1 Center for Microbial Biotechnology, Department of Systems Biology, Technical University of Denmark2 Department of Systems Biology, Technical University of Denmark3 Novo Nordisk Foundation Center for Biosustainability, Technical University of Denmark4 Department of Biotechnology, Technical University of Denmark
The yeast Saccharomyces cerevisiae encounters a range of nitrogen sources at various concentrations in its environment. The impact of these two parameters on transcription and metabolism was studied by growing S. cerevisiae in chemostat cultures with L-glutamine, L-alanine, or L-ammonium in limitation and by growing cells in an excess of ammonium. Cells grown in L-alanine-limited cultures had higher biomass yield per nitrogen mole (19%) than those from ammonium-limited cultures. Whole-genome transcript profiles were analyzed with a genome-scalle metabolic model that suggested increased anabolic activity in L-alanine-limited cells. The changes in these cells were found to be focused around pyruvate, acetyl coenzyme A, glyoxylate, and alpha-ketoglutarate via increased levels of ALT1, DAL7, PYC1, GDH2, and ADH5 and decreased levels of GDH3, CIT2, and ACS1 transcripts. The transcript profiles were then clustered. Approximately 1,400 transcripts showed altered levels when amino acid-grown cells were compared to those from ammonium. Another 400 genes had low transcript levels when ammonium was in excess. Overrepresentation of the GATAAG element in their promoters suggests that nitrogen catabollite repression (NCR) may be responsible for this regulation. Ninety-one genes had transcript levels on both L-glutamine and ammonium that were decreased compared to those on L-alanine, independent of the concentration.
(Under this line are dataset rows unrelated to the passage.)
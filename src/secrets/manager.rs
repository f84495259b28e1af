//! Key Manager - 마스터키 생명주기 관리
//!
//! - 마스터키는 Secret Store에서 1회 로드 (없으면 생성 후 저장)
//! - 이후에는 메모리 캐시만 사용 (Secret Store 재접근 없음)
//! - 회전/만료/다중 키 없음: 설치당 키 1개

use std::fmt;
use std::sync::Arc;

use rand::Rng;
use tokio::sync::OnceCell;
use zeroize::Zeroize;

use crate::error::{StoreError, StoreResult};
use crate::secrets::keychain::{SecretStore, SecretStoreError};

/// 마스터키 길이 (256-bit)
pub const MASTER_KEY_LEN: usize = 32;

/// 기본 마스터키 엔트리 이름
pub const DEFAULT_MASTER_KEY_NAME: &str = "talkbox:master_key_v1";

/// Zeroize가 적용된 마스터키 래퍼
///
/// 바이트는 크레이트 밖으로 노출되지 않으며, envelope 코덱에 불투명 핸들로만 전달됩니다.
pub struct MasterKey {
    bytes: [u8; MASTER_KEY_LEN],
}

impl MasterKey {
    pub(crate) fn from_bytes(bytes: [u8; MASTER_KEY_LEN]) -> Self {
        Self { bytes }
    }

    pub(crate) fn bytes(&self) -> &[u8; MASTER_KEY_LEN] {
        &self.bytes
    }

    /// 마스터키 생성 (CSPRNG)
    fn generate() -> Self {
        let mut bytes = [0u8; MASTER_KEY_LEN];
        rand::thread_rng().fill(&mut bytes);
        Self { bytes }
    }
}

impl Drop for MasterKey {
    fn drop(&mut self) {
        self.bytes.zeroize();
    }
}

impl fmt::Debug for MasterKey {
    fn fmt(&self, f: &mut fmt::Formatter<'_>) -> fmt::Result {
        f.write_str("MasterKey(<redacted>)")
    }
}

/// Key Manager
///
/// 앱 시작 시 1회 생성하여 Encrypted Store에 핸들로 전달합니다.
/// 캐시는 첫 성공 시 한 번만 채워지고 이후 읽기 전용입니다.
pub struct KeyManager {
    store: Arc<dyn SecretStore>,
    key_name: String,
    cached: OnceCell<Arc<MasterKey>>,
}

impl KeyManager {
    pub fn new(store: Arc<dyn SecretStore>) -> Self {
        Self::with_key_name(store, DEFAULT_MASTER_KEY_NAME)
    }

    pub fn with_key_name(store: Arc<dyn SecretStore>, key_name: impl Into<String>) -> Self {
        Self {
            store,
            key_name: key_name.into(),
            cached: OnceCell::new(),
        }
    }

    /// 마스터키 조회 (없으면 생성)
    ///
    /// 동시에 여러 번 호출되어도 Secret Store 접근과 키 생성은 한 번만 일어납니다.
    /// Secret Store에 접근할 수 없으면 `KeyUnavailable`로 실패하며 대체 키는 만들지 않습니다.
    pub async fn get_or_create_master_key(&self) -> StoreResult<Arc<MasterKey>> {
        self.cached
            .get_or_try_init(|| async { self.load_or_create().await.map(Arc::new) })
            .await
            .cloned()
    }

    /// 메모리에 캐시된 키가 있는지 확인 (Secret Store 접근 없음)
    pub fn has_cached_key(&self) -> bool {
        self.cached.initialized()
    }

    async fn load_or_create(&self) -> StoreResult<MasterKey> {
        match self.store.read_secret(&self.key_name).await {
            Ok(Some(mut bytes)) => {
                if bytes.len() != MASTER_KEY_LEN {
                    bytes.zeroize();
                    tracing::error!(key_name = %self.key_name, "stored master key has wrong length");
                    return Err(StoreError::InvalidMasterKey);
                }
                let mut key = [0u8; MASTER_KEY_LEN];
                key.copy_from_slice(&bytes);
                bytes.zeroize();
                let master_key = MasterKey::from_bytes(key);
                key.zeroize();
                tracing::debug!(key_name = %self.key_name, "master key loaded from secret store");
                Ok(master_key)
            }
            Ok(None) => {
                tracing::info!(key_name = %self.key_name, "no master key found, generating new one");
                let key = MasterKey::generate();
                self.store
                    .write_secret(&self.key_name, key.bytes())
                    .await
                    .map_err(map_secret_store_error)?;
                tracing::info!(key_name = %self.key_name, "new master key saved to secret store");
                Ok(key)
            }
            Err(e) => Err(map_secret_store_error(e)),
        }
    }
}

fn map_secret_store_error(err: SecretStoreError) -> StoreError {
    match err {
        SecretStoreError::BadEncoding => StoreError::InvalidMasterKey,
        other => StoreError::KeyUnavailable(other.to_string()),
    }
}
The GATAAG element in these genes suggests two groups of NCR-responsive genes, those that respond to high levels of nitrogen and those that respond to levels below 30 mu M. In conclusion, our results reveal that the nitrogen source has substantial influence on the transcriptome of yeasts and that transcriptional changes may be correlated to physiology via a metabolic model.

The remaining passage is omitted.